Each line in the entries below that contains the word "BTreeMap" counts once. Report how many there are and nothing more.

++++ INFORMATION PROVIDED

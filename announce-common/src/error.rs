//! Common error types for the announcement toolkit

use thiserror::Error;

/// Common result type for announcement operations
pub type Result<T> = std::result::Result<T, Error>;

/// Errors shared by the library and the command line
#[derive(Error, Debug)]
pub enum Error {
    /// Database operation error (wraps sqlx::Error)
    #[error("Database error: {0}")]
    Database(#[from] sqlx::Error),

    /// I/O operation error (wraps std::io::Error)
    #[error("IO error: {0}")]
    Io(#[from] std::io::Error),

    /// Configuration loading or validation error
    #[error("Configuration error: {0}")]
    Config(String),

    /// Requested record not found
    #[error("Not found: {0}")]
    NotFound(String),

    /// Invalid operator input or argument
    #[error("Invalid input: {0}")]
    InvalidInput(String),

    /// Profile reconciliation needs audiences to exist first
    #[error("No audiences found. Please run the 'generate-audiences' command first.")]
    MissingAudiences,

    /// Stored data that cannot be interpreted (e.g. a malformed guid)
    #[error("Internal error: {0}")]
    Internal(String),
}

impl From<uuid::Error> for Error {
    fn from(err: uuid::Error) -> Self {
        Error::Internal(format!("malformed guid: {}", err))
    }
}
//! Discovery of host tables related to users
//!
//! Every host table is an entity type. A table is related to users when it
//! declares a FOREIGN KEY whose parent is the configured user table. SQLite
//! internals, sqlx bookkeeping, the user table itself and the toolkit's own
//! `announcement_*` tables are never reported.

use crate::config::AnnouncementConfig;
use crate::db::{ForeignKey, SchemaIntrospector, OWN_TABLE_PREFIX};
use crate::Result;
use serde::Serialize;
use sqlx::SqlitePool;
use std::collections::BTreeMap;
use tracing::{debug, warn};

/// Table-name prefixes owned by SQLite or the database driver
const BUILTIN_PREFIXES: &[&str] = &["sqlite_", "_sqlx_"];

/// A foreign key column pointing at the user table
#[derive(Debug, Clone, PartialEq, Eq, Serialize)]
pub struct UserLink {
    /// Column in the related table
    pub column: String,
    /// Referenced column in the user table
    pub user_column: String,
}

/// A host table with at least one foreign key to the user table
#[derive(Debug, Clone, PartialEq, Eq, Serialize)]
pub struct RelatedEntity {
    pub table: String,
    pub app_label: String,
    pub model_name: String,
    pub links: Vec<UserLink>,
    /// Primary key column of the user table; profiles are keyed by its value
    pub user_key: String,
}

impl RelatedEntity {
    /// Human-readable title, also the name of the matching audience
    pub fn display_name(&self) -> String {
        title_case(&self.model_name)
    }
}

impl std::fmt::Display for RelatedEntity {
    fn fmt(&self, f: &mut std::fmt::Formatter<'_>) -> std::fmt::Result {
        write!(f, "{} ({})", self.display_name(), self.table)
    }
}

/// Split a table name into (app label, model name)
///
/// `shop_order_item` -> (`shop`, `order_item`); `orders` -> (`orders`, `orders`).
pub fn split_table_name(table: &str) -> (&str, &str) {
    match table.split_once('_') {
        Some((app, model)) if !app.is_empty() && !model.is_empty() => (app, model),
        _ => (table, table),
    }
}

/// Title-case a model name, splitting on underscores and camelCase humps
pub fn title_case(model_name: &str) -> String {
    let mut words: Vec<String> = Vec::new();
    let mut current = String::new();
    let mut prev: Option<char> = None;

    for c in model_name.chars() {
        if c == '_' || c == '-' || c.is_whitespace() {
            if !current.is_empty() {
                words.push(std::mem::take(&mut current));
            }
        } else {
            let hump = c.is_uppercase() && prev.is_some_and(|p| p.is_lowercase() || p.is_ascii_digit());
            if hump && !current.is_empty() {
                words.push(std::mem::take(&mut current));
            }
            current.push(c);
        }
        prev = Some(c);
    }
    if !current.is_empty() {
        words.push(current);
    }

    words
        .iter()
        .map(|word| {
            let mut chars = word.chars();
            match chars.next() {
                Some(first) => first.to_uppercase().chain(chars.flat_map(char::to_lowercase)).collect(),
                None => String::new(),
            }
        })
        .collect::<Vec<String>>()
        .join(" ")
}

fn is_builtin(table: &str, user_table: &str) -> bool {
    BUILTIN_PREFIXES.iter().any(|p| table.starts_with(p)) || table.eq_ignore_ascii_case(user_table)
}

fn is_own(table: &str) -> bool {
    table.starts_with(OWN_TABLE_PREFIX)
}

/// Find every non-excluded host table with a foreign key to the user table
///
/// Result is ordered by table name. No side effects.
pub async fn discover_related_entities(
    pool: &SqlitePool,
    config: &AnnouncementConfig,
) -> Result<Vec<RelatedEntity>> {
    let user_table = config.user_table.as_str();

    if !SchemaIntrospector::table_exists(pool, user_table).await? {
        warn!("User table '{}' does not exist; nothing to discover", user_table);
        return Ok(Vec::new());
    }

    let user_pk = SchemaIntrospector::primary_key_columns(pool, user_table).await?;
    let user_key = user_pk
        .first()
        .cloned()
        .unwrap_or_else(|| "rowid".to_string());

    let mut related = Vec::new();

    for table in SchemaIntrospector::list_tables(pool).await? {
        let (app_label, model_name) = split_table_name(&table);

        if config.is_app_excluded(app_label) || config.is_model_excluded(&table, model_name) {
            debug!("Skipping excluded table '{}'", table);
            continue;
        }

        if is_builtin(&table, user_table) || is_own(&table) {
            continue;
        }

        // Rows of one composite key share an id
        let mut keys: BTreeMap<i64, Vec<ForeignKey>> = BTreeMap::new();
        for fk in SchemaIntrospector::foreign_keys(pool, &table).await? {
            if fk.table.eq_ignore_ascii_case(user_table) {
                keys.entry(fk.id).or_default().push(fk);
            }
        }

        let mut links: Vec<UserLink> = Vec::with_capacity(keys.len());
        for (_, mut columns) in keys {
            if columns.len() != 1 {
                debug!(
                    "Skipping composite foreign key {}({}) to '{}'",
                    table,
                    columns.iter().map(|fk| fk.from.as_str()).collect::<Vec<_>>().join(", "),
                    user_table
                );
                continue;
            }
            if let Some(fk) = columns.pop() {
                links.push(UserLink {
                    column: fk.from,
                    user_column: fk.to.unwrap_or_else(|| user_key.clone()),
                });
            }
        }

        if links.is_empty() {
            continue;
        }

        related.push(RelatedEntity {
            app_label: app_label.to_string(),
            model_name: model_name.to_string(),
            table,
            links,
            user_key: user_key.clone(),
        });
    }

    debug!("Discovered {} user-related table(s)", related.len());
    Ok(related)
}
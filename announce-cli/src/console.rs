//! Operator-facing input and output
//!
//! Progress and results go to the console output; diagnostics go through
//! `tracing` to stderr.

use std::io::{self, BufRead, Write};

const INVALID_ANSWER: &str = "Invalid input. Please type 'y' (Yes) or 'n' (No).";

/// Console bound to an input and an output stream
pub struct Console<R, W> {
    input: R,
    output: W,
    /// Answer every confirmation with "yes" without reading input
    assume_yes: bool,
}

impl<R: BufRead, W: Write> Console<R, W> {
    pub fn new(input: R, output: W, assume_yes: bool) -> Self {
        Self {
            input,
            output,
            assume_yes,
        }
    }

    pub fn line(&mut self, text: impl AsRef<str>) -> io::Result<()> {
        writeln!(self.output, "{}", text.as_ref())
    }

    /// Ask a yes/no question until the answer is `y` or `n`
    ///
    /// Answers are trimmed and case-insensitive. End of input counts as `n`.
    pub fn confirm(&mut self, question: &str) -> io::Result<bool> {
        if self.assume_yes {
            return Ok(true);
        }

        loop {
            write!(self.output, "{}", question)?;
            self.output.flush()?;

            let mut answer = String::new();
            if self.input.read_line(&mut answer)? == 0 {
                writeln!(self.output)?;
                return Ok(false);
            }

            match answer.trim().to_lowercase().as_str() {
                "y" => return Ok(true),
                "n" => return Ok(false),
                _ => writeln!(self.output, "{}", INVALID_ANSWER)?,
            }
        }
    }

    /// Give back the output stream, for inspecting what was written
    pub fn into_output(self) -> W {
        self.output
    }
}

#[cfg(test)]
mod tests {
    use super::*;

    fn console(input: &str, assume_yes: bool) -> Console<&[u8], Vec<u8>> {
        Console::new(input.as_bytes(), Vec::new(), assume_yes)
    }

    fn output(console: Console<&[u8], Vec<u8>>) -> String {
        String::from_utf8(console.into_output()).unwrap()
    }

    #[test]
    fn test_yes_and_no() {
        let mut c = console(" Y \n", false);
        assert!(c.confirm("Proceed? ").unwrap());

        let mut c = console("n\n", false);
        assert!(!c.confirm("Proceed? ").unwrap());
    }

    #[test]
    fn test_invalid_answers_reprompt() {
        let mut c = console("maybe\nyes\n\ny\n", false);
        assert!(c.confirm("Proceed? ").unwrap());

        let text = output(c);
        assert_eq!(text.matches("Proceed? ").count(), 4);
        assert_eq!(text.matches(INVALID_ANSWER).count(), 3);
    }

    #[test]
    fn test_end_of_input_is_no() {
        let mut c = console("", false);
        assert!(!c.confirm("Proceed? ").unwrap());
    }

    #[test]
    fn test_assume_yes_reads_nothing() {
        let mut c = console("n\n", true);
        assert!(c.confirm("Proceed? ").unwrap());
        assert!(output(c).is_empty());
    }
}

++++++++

[REPLY]: 2